Nach der Vertreibung der Marquise aus dem Elternhaus, dies durch die rasende Wut ihres Vaters, vollzieht sich eine wundersame Verwandlung in ihr. Anstatt in ein tiefes Loch zu fallen, in Selbstmitleid zu versinken, reisst sie sich zusammen und bringt sich selbst aus der Misere. Dies ist gut erkennbar dargestellt durch den Satz: \"Durch diese schöne Anstrengung mit sich selbst bekannt gemacht, hob sie sich plötzlich, wie an ihrer eigenen Hand, aus der ganzen Tiefe, in welche das Schicksal sie herabgestürzt hatte, empor.\"(S.29, Z.6-9).
Es ist verwunderlich, von einer schönen Anstrengung zu reden, ist doch die Vertreibung aus dem Elternhaus ein sehr tragisches Ereignis. Dieser Ausdruck lässt aber erkennen, mit welchem Stolz die Marquise wohl zum ersten Mal in ihrem Leben dem Vater getrotzt hat, und damit auch der ganzen, durch die Männer dominierten, Gesellschaft. Obwohl ein Kind ohne Vater keine Anerkennung und keinen Respekt erhält, nimmt sie die Last auf sich, alleine damit fertig zu werden. Sie hat zwar ohne Vater und ohne Mann kein Einkommen und dadurch auch keine gesicherte Existenzgrundlage, aber das ist in diesem Augenblick ohnehin nicht wichtig. Sie hat ihre Stärke der ganzen Welt bewiesen, dadurch hat sie einen bedeutenden Schritt in ihrer Entwicklung gemacht und ein grosses Stück Selbstvertrauen gewonnen.

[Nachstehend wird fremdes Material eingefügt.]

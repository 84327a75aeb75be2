#![doc = r#"
Variable-length quantities.

MIDI encodes delta times and chunk-internal lengths as big-endian
integers of up to four bytes, seven payload bits per byte, with the top
bit of each byte signalling that another byte follows. Four bytes give
28 significant bits; a fourth byte that still carries a continuation bit
makes the chunk invalid.
"#]

use crate::error::ChunkError;
use crate::reader::{ReadResult, ReadSession};
use crate::stream::MidiStream;

/// The largest value a variable-length quantity can carry.
pub const MAX: u32 = 0x0FFF_FFFF;

/// Decode a variable-length quantity from the parse session.
///
/// Fails with [`ChunkError::VlqTooLong`] if the fourth byte still has
/// its continuation bit set, or with an unexpected-end error if the
/// stream runs dry.
pub(crate) fn read<S: MidiStream>(session: &mut ReadSession<'_, S>) -> ReadResult<u32> {
    let mut value = 0u32;
    for i in 0..4 {
        let byte = session.read_u8()?;
        let keep_going = byte & 0x80 != 0;
        if keep_going && i == 3 {
            return Err(session.chunk_error(ChunkError::VlqTooLong));
        }
        value = (value << 7) | u32::from(byte & 0x7F);
        if !keep_going {
            break;
        }
    }
    Ok(value)
}

/// Encode `value` as a variable-length quantity, most significant
/// seven-bit group first, continuation bit set on every byte but the
/// last. Returns the buffer and the number of bytes used.
///
/// `value` must not exceed [`MAX`].
pub fn encode(value: u32) -> ([u8; 4], usize) {
    debug_assert!(value <= MAX);
    let mut buf = [0u8; 4];
    let mut len = 1;
    let mut rest = value >> 7;
    while rest != 0 {
        len += 1;
        rest >>= 7;
    }
    let mut v = value;
    for i in (0..len).rev() {
        buf[i] = (v & 0x7F) as u8;
        v >>= 7;
    }
    for byte in buf.iter_mut().take(len - 1) {
        *byte |= 0x80;
    }
    (buf, len)
}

Die Marquise hat sich durch diesen Schritt auch selbst gefunden. Das Schicksal, das ihr so übel mitgespielt hat, lässt sie erkennen, was wirklich wichtig ist im Leben. Weder die Normen, die ihr durch die Gesellschaft aufgezwungen werden noch die Forderungen, die ihr Vater an sie stellt, sind entscheidend. Die äusseren Einflüsse sind nicht wichtig, sie tragen nicht zur eigenen Verwirklichung bei. Worauf es ankommt sind ihre eigenen Wünsche, ihre eigenen Vorstellungen vom Leben. Mit sich selbst bekannt werden heisst für die Marquise auch in ihr eigenes inneres zu schauen und dort zu erfahren was sie wirklich will. Mit der Verbannung aus dem Elternhaus, wobei sie aber ihre Kinder mitgenommen hat, obwohl der Vater ihr das Gegenteil befahl, ist ein erster Schritt in ihre eigene Freiheit getan, die Zwänge der Männerdominanz sind zum ersten Mal durchbrochen worden.
Dieser Schritt ist aber für die anderen Menschen weitaus weniger bewegend als für die Marquise selber. So zieht sie sich selbst aus der Tiefe empor und kommt somit mit sich selbst ins Reine. Für den Rest der Welt hat sich aber das schändliche Bild der Marquise wohl kaum geändert. Es dürfte sich eher noch verschlechtert haben, da sie jetzt ohne Vater für ihr Kind und dazu noch ohne Familie ist. Auch das Ende der Geschichte relativiert diesen vermeintlichen Schritt in die Unabhängigkeit, denn schlussendlich wird die Marquise wieder in Abhängigkeit der Männer versetzt. Zum einen, weil sie den Vater des Kindes suchen muss, denn ohne ihn wird ihm das ganze Leben hindurch ein Schandfleck anhaften. Die mütterliche Herkunft reicht nicht aus, denn in einer patriarchalischen, sprich in einer von Männern dominierten Gesellschaft, muss die Abstammung durch eine männliche Linie einordbar sein. Auch die Heirat mit dem Grafen und somit eine erneute wirtschaftliche Abhängigkeit machen ein alleiniges bestehen der Marquise, oder der Frauen allgemein, ausserhalb der gesellschaftlichen Normen unmöglich.